* PROBLEM TO SOLVE *
Filter the material below so that only lines containing "other" remain.

:: DATA IN THIS EXERCISE

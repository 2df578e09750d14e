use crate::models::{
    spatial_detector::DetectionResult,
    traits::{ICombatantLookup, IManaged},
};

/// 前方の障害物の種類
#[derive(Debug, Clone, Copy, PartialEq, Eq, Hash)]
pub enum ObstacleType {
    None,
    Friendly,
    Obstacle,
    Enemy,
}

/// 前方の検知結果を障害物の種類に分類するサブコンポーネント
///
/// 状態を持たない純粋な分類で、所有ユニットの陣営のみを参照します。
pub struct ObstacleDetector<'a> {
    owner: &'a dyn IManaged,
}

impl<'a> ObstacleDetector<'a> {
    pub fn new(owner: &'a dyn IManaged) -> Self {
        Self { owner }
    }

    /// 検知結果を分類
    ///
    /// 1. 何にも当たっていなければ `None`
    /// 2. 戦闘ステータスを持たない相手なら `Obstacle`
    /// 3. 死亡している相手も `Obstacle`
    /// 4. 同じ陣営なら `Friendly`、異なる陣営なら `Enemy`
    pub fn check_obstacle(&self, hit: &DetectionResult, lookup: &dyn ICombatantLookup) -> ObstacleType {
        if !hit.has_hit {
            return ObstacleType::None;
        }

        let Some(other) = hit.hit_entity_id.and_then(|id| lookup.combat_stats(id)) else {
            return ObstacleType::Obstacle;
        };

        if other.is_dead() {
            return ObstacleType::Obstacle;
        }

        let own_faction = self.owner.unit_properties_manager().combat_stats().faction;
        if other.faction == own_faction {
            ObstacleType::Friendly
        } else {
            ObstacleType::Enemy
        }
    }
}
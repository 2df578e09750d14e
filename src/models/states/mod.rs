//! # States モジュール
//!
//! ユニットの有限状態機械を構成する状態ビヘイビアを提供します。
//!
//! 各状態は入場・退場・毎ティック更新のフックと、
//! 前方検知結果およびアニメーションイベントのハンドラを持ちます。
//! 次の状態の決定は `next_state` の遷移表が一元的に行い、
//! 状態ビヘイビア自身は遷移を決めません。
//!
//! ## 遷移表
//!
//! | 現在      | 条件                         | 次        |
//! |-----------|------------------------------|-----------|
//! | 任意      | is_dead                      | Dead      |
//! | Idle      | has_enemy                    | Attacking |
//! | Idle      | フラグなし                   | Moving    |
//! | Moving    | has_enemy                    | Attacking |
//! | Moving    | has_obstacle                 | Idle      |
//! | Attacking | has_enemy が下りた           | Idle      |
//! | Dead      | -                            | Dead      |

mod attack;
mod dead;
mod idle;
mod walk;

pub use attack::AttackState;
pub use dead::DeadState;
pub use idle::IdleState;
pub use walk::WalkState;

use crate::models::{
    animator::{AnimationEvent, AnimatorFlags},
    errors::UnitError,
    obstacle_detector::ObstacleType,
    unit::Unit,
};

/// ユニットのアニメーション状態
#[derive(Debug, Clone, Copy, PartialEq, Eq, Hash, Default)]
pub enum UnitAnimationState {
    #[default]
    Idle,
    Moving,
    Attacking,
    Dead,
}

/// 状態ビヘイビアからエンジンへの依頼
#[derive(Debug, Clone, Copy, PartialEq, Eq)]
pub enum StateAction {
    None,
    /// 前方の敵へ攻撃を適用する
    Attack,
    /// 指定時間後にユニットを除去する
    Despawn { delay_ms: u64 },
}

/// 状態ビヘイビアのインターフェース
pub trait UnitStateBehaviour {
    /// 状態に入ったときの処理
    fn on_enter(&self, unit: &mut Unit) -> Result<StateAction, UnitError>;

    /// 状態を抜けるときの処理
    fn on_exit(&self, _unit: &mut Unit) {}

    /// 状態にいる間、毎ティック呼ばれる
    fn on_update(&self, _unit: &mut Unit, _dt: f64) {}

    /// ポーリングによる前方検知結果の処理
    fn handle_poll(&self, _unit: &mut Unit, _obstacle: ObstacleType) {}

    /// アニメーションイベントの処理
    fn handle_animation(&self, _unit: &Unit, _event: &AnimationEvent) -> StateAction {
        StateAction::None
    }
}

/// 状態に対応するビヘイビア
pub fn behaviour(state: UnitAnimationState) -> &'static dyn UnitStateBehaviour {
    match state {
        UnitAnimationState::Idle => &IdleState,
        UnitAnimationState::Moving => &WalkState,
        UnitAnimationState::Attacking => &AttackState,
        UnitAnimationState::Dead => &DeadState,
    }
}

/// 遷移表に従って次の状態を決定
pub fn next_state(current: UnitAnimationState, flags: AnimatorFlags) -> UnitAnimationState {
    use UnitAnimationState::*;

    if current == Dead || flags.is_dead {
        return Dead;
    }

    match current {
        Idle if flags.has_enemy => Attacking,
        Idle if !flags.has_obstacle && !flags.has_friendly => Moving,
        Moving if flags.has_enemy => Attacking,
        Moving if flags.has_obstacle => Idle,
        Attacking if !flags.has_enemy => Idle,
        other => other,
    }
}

::::
:: DATA IN THIS EXERCISE

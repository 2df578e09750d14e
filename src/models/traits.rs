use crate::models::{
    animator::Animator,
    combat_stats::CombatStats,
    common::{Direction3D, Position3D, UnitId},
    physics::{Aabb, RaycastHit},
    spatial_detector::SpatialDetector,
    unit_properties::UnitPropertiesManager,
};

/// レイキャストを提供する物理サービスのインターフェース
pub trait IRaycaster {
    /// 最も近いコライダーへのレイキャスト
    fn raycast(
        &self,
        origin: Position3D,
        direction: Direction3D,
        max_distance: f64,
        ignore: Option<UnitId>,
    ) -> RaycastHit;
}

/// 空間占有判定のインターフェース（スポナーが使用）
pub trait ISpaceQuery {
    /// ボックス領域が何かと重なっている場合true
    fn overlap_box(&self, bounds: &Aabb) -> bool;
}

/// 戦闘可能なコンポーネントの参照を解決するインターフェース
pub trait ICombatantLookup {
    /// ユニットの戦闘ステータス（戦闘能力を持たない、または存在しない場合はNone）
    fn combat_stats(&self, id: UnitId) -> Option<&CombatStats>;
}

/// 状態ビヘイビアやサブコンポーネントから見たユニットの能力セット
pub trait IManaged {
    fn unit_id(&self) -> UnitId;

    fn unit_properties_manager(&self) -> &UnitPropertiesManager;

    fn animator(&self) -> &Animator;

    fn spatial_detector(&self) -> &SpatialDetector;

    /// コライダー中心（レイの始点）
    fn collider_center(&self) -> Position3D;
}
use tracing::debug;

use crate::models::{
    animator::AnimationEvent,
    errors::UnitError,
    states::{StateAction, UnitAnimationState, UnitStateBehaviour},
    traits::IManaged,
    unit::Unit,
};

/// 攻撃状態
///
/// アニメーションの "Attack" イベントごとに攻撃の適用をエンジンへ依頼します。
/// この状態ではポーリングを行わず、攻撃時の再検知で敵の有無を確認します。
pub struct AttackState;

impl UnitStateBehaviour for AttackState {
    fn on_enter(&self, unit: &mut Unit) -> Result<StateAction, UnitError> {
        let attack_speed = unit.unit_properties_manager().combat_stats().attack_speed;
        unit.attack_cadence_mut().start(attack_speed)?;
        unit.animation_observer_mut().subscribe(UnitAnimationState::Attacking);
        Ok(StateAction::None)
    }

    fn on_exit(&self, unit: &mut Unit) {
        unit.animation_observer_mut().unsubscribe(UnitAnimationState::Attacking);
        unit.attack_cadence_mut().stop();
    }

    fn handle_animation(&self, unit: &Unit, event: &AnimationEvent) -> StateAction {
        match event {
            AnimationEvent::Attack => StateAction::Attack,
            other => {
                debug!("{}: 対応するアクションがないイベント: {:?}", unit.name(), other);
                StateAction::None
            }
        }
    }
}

::::

* EXERCISE RESPONSE *
        let Some(other) = hit.hit_entity_id.and_then(|id| lookup.combat_stats(id)) else {
        if other.is_dead() {
        if other.faction == own_faction {
        other => other,
            other => {
                debug!("{}: 対応するアクションがないイベント: {:?}", unit.name(), other);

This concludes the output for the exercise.